What they told me is that too many people were handing over cards that were expired, maxxed out, or just not working for some reason, forcing the office to set up a payment plan, even though it’s not their policy to do so-- and then half the patients don’t make their payments. They sue if it’s a high enough balance.
To be fair, the dentist does what she can for people-- she gets the maximum payment she can get from people’s insurance, she has joined networks when patients’ insurance has changed, putting her out of their network, and she usually has some kind of charity exchange going on every month. Donating a pair of shoes, old prescription eyeglasses, or hearing aids, can get you $10 credit, up to $40, IIRC, or volunteering for the community kitchen (free meals) can get you credit too.
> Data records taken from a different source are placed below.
//! Operations over the configuration aggregate.
//!
//! Every function takes the current state and returns the next one; the input
//! is never modified. Index arguments out of range leave the state unchanged.
//! Replacements are not re-validated: sub-editors keep the invariants, and
//! [`columns_model::validate`] reports what they miss.

use columns_model::{BreakpointSet, Configuration, ContentType, NamingConfig, Preset};
use columns_types::{probe_numbered_name, slugify};
use tracing::{debug, warn};

/// The document written on first install: `Preset 1` bound to `Breakpoints 1`.
pub fn initial_configuration(catalog: &[ContentType]) -> Configuration {
    add_preset(&Configuration::default(), catalog)
}

pub fn add_breakpoint_set(config: &Configuration) -> Configuration {
    add_breakpoint_set_with(config, &NamingConfig::default())
}

/// Appends `"<prefix> <n>"` seeded with the default breakpoints. `n` starts at
/// the collection length plus one and moves up past names already in use.
pub fn add_breakpoint_set_with(config: &Configuration, naming: &NamingConfig) -> Configuration {
    let name = probe_numbered_name(&naming.breakpoints_prefix, config.breakpoints.len() + 1, |n| {
        config.breakpoints.iter().any(|b| b.name == n)
    });
    let set = BreakpointSet::with_defaults(name);
    debug!("Adding breakpoint set {}", set.id);

    let mut next = config.clone();
    next.breakpoints.push(set);
    next
}

pub fn add_preset(config: &Configuration, catalog: &[ContentType]) -> Configuration {
    add_preset_with(config, catalog, &NamingConfig::default())
}

/// Appends `"<prefix> <n>"` accepting every known content type and bound to
/// the first breakpoint set. With no sets, a default set is added first.
pub fn add_preset_with(config: &Configuration, catalog: &[ContentType], naming: &NamingConfig) -> Configuration {
    let mut next = if config.breakpoints.is_empty() {
        add_breakpoint_set_with(config, naming)
    } else {
        config.clone()
    };

    let name = probe_numbered_name(&naming.preset_prefix, next.presets.len() + 1, |n| {
        next.presets.iter().any(|p| p.name == n)
    });
    let breakpoints = next.breakpoints[0].id.clone();
    let accepted = catalog.iter().map(|c| c.id.clone()).collect();
    let preset = Preset::new(name, accepted, breakpoints);
    debug!("Adding preset {} -> {}", preset.id, preset.breakpoints);

    next.presets.push(preset);
    next
}

pub fn update_preset(config: &Configuration, index: usize, preset: Preset) -> Configuration {
    let mut next = config.clone();
    match next.presets.get_mut(index) {
        Some(slot) => *slot = preset,
        None => debug!("Ignoring update of preset {} (out of range)", index),
    }
    next
}

/// Replaces the set at `index`. A changed id strands presets that referenced
/// the old one; they keep the stale id until re-linked.
pub fn update_breakpoint_set(config: &Configuration, index: usize, set: BreakpointSet) -> Configuration {
    let mut next = config.clone();
    let Some(slot) = next.breakpoints.get_mut(index) else {
        debug!("Ignoring update of breakpoint set {} (out of range)", index);
        return next;
    };

    if slot.id != set.id {
        let stranded = config.presets_referencing(&slot.id).count();
        if stranded > 0 {
            warn!(
                "Breakpoint set {} renamed to {}; {} preset(s) still reference the old id",
                slot.id, set.id, stranded
            );
        }
    }
    *slot = set;
    next
}

pub fn delete_preset(config: &Configuration, index: usize) -> Configuration {
    let mut next = config.clone();
    if index < next.presets.len() {
        let removed = next.presets.remove(index);
        debug!("Deleted preset {}", removed.id);
    }
    next
}

/// Removes the set at `index`. Presets referencing it are left untouched.
pub fn delete_breakpoint_set(config: &Configuration, index: usize) -> Configuration {
    let mut next = config.clone();
    if index < next.breakpoints.len() {
        let removed = next.breakpoints.remove(index);
        let dangling = next.presets_referencing(&removed.id).count();
        debug!("Deleted breakpoint set {} ({} preset(s) now dangling)", removed.id, dangling);
    }
    next
}

/// Appends a copy of the preset named `"<name> copy"` (then `copy 2`, ...).
pub fn duplicate_preset(config: &Configuration, index: usize) -> Configuration {
    let Some(source) = config.presets.get(index) else {
        return config.clone();
    };
    let name = copy_name(&source.name, |n| config.presets.iter().any(|p| p.name == n));
    let copy = source.copy_as(&name);

    let mut next = config.clone();
    next.presets.push(copy);
    next
}

/// Appends a deep copy of the set with fresh uids throughout.
pub fn duplicate_breakpoint_set(config: &Configuration, index: usize) -> Configuration {
    let Some(source) = config.breakpoints.get(index) else {
        return config.clone();
    };
    let name = copy_name(&source.name, |n| config.breakpoints.iter().any(|b| b.name == n));
    let mut copy = source.deep_copy();
    copy.id = slugify(&name);
    copy.name = name;

    let mut next = config.clone();
    next.breakpoints.push(copy);
    next
}

fn copy_name(name: &str, taken: impl Fn(&str) -> bool) -> String {
    let base = format!("{name} copy");
    if !taken(&base) {
        return base;
    }
    probe_numbered_name(&base, 2, taken)
}

/// Content types the preset accepts; empty when the preset is unknown.
pub fn accepted_content_types<'a>(config: &'a Configuration, preset_id: &str) -> &'a [String] {
    config
        .preset(preset_id)
        .map(|p| p.accepted_content_types.as_slice())
        .unwrap_or_default()
}

/// Breakpoints offered for column size selection; empty when the set is unknown.
pub fn breakpoint_options<'a>(
    config: &'a Configuration,
    set_id: &str,
) -> &'a [columns_model::BreakpointOption] {
    config
        .breakpoint_set(set_id)
        .map(|s| s.breakpoints.as_slice())
        .unwrap_or_default()
}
She’ll have something different every month, and she has some flyers in the bathroom (for privacy, I guess) you can take for places in town that might help pay for necessary dental work.
She’s young enough, she probably still has student loans.
I mean, she should get paid.
As a Nova Scotian (well now 10 years in Ontario) I’ve never heard of such wait times (you can check out the provincial estimates online). Six months sounds excessive just to see a specialist, not to say “common”.
I looked up getting a Breast Biopsy and the site reported the longest wait time in Amherst (34 days for the 50th percentile, 59 days for the 90th). Which seems long but within expected length.
ETA: Also, while I demand improvements I will NEVER give up our single payer healthcare service for a private American style one.
There was a point a few years ago where I just started skipping items on forms that I didn’t feel like filling out. I realized that if they were casually pushing forms in front of me, not caring if they’d already collected the info, they probably weren’t actually reading the forms either.
Lo and behold, I skip my SSN, I put “Mickey Mouse” as next of kin, I put my grandmother’s phone number as the insurance contact number, and nobody’s ever said a single fucking word about it. They don’t use it, they don’t care, it’s just about one office drone generating work for other office drones.
I’d still like to know why a physician needs your social security number. Unless they’re providing you some sort of rebate or income in any way, why do they need it?
Note that I’m in Canada, where our government takes great pains to explain that Social Insurance Numbers (“SINs,” basically, the same thing), are never to be shared with anybody except those who provide you with income. Employers, sure; banks yes (you earn interest on your accounts), investments through investment companies, stockbrokers, if it provides you with income, then you provide your SIN. If it doesn’t, you never do.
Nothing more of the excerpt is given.